100% Storage Uptime: Overcoming vSphere’s Single Point of Failure

December 14, 2011
12 min read

Anonymous

Company Representative

WHAT MAKES 100%

Virtualization’s promise led us to believe that virtual servers were in every way superior to their physical analogs. Virtual machines can be snapshot. They’re easier to back up. The infrastructure they lie on comes equipped with high availability features not possible with physical servers.

For nearly all these promises virtualization’s products have delivered. Yet they’ve done so by introducing what could be IT’s single greatest point of failure, one that would have never passed the requirements test had virtualization not been such a game changer. That single greatest point of failure is your SAN storage.

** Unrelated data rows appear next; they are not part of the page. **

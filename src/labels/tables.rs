// Copyright (c) 2025 Fabstir
// SPDX-License-Identifier: BUSL-1.1
//! Deployment overrides for the synonym, translation and routing tables
//!
//! Tables are loaded once at startup and never mutated afterwards; the built
//! normalizer, resolver and router are shared read-only across requests.

use serde::Deserialize;
use std::collections::BTreeMap;
use std::path::{Path, PathBuf};
use thiserror::Error;

use super::fruit::{FruitKey, FruitTypeResolver};
use super::normalizer::{CanonicalLabel, LabelNormalizer, SynonymTable};
use super::router::ModelRouter;

/// Errors from building or loading lookup tables
#[derive(Debug, Error)]
pub enum TableError {
    /// The same entry was bound to two different targets
    #[error("'{synonym}' is listed under both '{first}' and '{second}'")]
    ConflictingSynonym {
        synonym: String,
        first: String,
        second: String,
    },

    /// A blank synonym or model identifier
    #[error("Empty entry in {table} table for '{group}'")]
    EmptyEntry { table: &'static str, group: String },

    /// A group name that is not a canonical label or fruit key
    #[error("Unknown {table} group '{name}'")]
    UnknownGroup { table: &'static str, name: String },

    #[error("Failed to read table file {path}: {source}")]
    Io {
        path: PathBuf,
        source: std::io::Error,
    },

    #[error("Failed to parse table file {path}: {message}")]
    Parse { path: PathBuf, message: String },
}

/// Table overrides as read from TOML
///
/// ```toml
/// [synonyms]
/// ripe = ["listo"]
///
/// [fruit_types]
/// orange = ["clementine"]
///
/// [routes]
/// orange = "orange-ripeness/3"
/// default = "fruit-ripeness/2"
/// ```
#[derive(Debug, Clone, Default, Deserialize)]
#[serde(default)]
pub struct LabelTables {
    /// Extra synonyms keyed by canonical label name
    pub synonyms: BTreeMap<String, Vec<String>>,
    /// Extra generic-detector labels keyed by fruit key
    pub fruit_types: BTreeMap<String, Vec<String>>,
    /// Model identifier per fruit key; `default` replaces the fallback
    pub routes: BTreeMap<String, String>,
}

/// The three built lookup components
#[derive(Debug, Clone)]
pub struct BuiltTables {
    pub normalizer: LabelNormalizer,
    pub resolver: FruitTypeResolver,
    pub router: ModelRouter,
}

impl LabelTables {
    pub fn from_toml_str(content: &str) -> Result<Self, toml::de::Error> {
        toml::from_str(content)
    }

    /// Load overrides from a TOML file
    pub fn load(path: &Path) -> Result<Self, TableError> {
        let content = std::fs::read_to_string(path).map_err(|source| TableError::Io {
            path: path.to_path_buf(),
            source,
        })?;
        Self::from_toml_str(&content).map_err(|e| TableError::Parse {
            path: path.to_path_buf(),
            message: e.to_string(),
        })
    }

    pub fn is_empty(&self) -> bool {
        self.synonyms.is_empty() && self.fruit_types.is_empty() && self.routes.is_empty()
    }

    /// Merge the overrides into the built-in tables
    pub fn build(&self, default_model: &str) -> Result<BuiltTables, TableError> {
        let mut synonyms = SynonymTable::default();
        for (name, entries) in &self.synonyms {
            let label: CanonicalLabel = name.parse().map_err(|_| TableError::UnknownGroup {
                table: "synonyms",
                name: name.clone(),
            })?;
            synonyms.extend_group(label, entries.iter().cloned());
        }
        let normalizer = LabelNormalizer::new(&synonyms)?;

        let mut resolver = FruitTypeResolver::with_defaults();
        for (name, labels) in &self.fruit_types {
            let key = parse_fruit_group("fruit_types", name)?;
            for label in labels {
                resolver.add_translation(label, key)?;
            }
        }

        let mut router = ModelRouter::with_defaults();
        router.set_route(FruitKey::Default, default_model)?;
        for (name, model) in &self.routes {
            let key = parse_fruit_group("routes", name)?;
            router.set_route(key, model)?;
        }

        Ok(BuiltTables {
            normalizer,
            resolver,
            router,
        })
    }
}

fn parse_fruit_group(table: &'static str, name: &str) -> Result<FruitKey, TableError> {
    name.parse().map_err(|_| TableError::UnknownGroup {
        table,
        name: name.to_string(),
    })
}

Think for a minute about the advanced features available today in virtual platforms like VMware vSphere. With the right components in place, this platform includes built-in support for failing over virtual machines when hosts stop functioning. Its DRS feature also adds load balancing functionality to protect hosts from resource overutilization.

Higher availability requirement mandate advanced technology to create a Fault Tolerant virtual machine. With VMware FT enabled, a virtual machine whose host goes down needn’t experience downtime at all. Replicating in lockstep with that failed VM is a partner. Located atop some other host, that partner is able to begin servicing clients almost instantaneously after its primary fails. Downtime is measured in units of time so small that clients never see the failover occur.

While these technologies are undeniably exciting and great for increasing server availability, they all rely on one insidious requirement: Shared SAN storage. As you can see in Figure 1, VMs that failover after a host failure indeed movetheir processing to alternate hosts. It’s their disk files that don’t. They continue their operation in the same volume, LUN, and SAN storage throughout the entirety of a vMotion event.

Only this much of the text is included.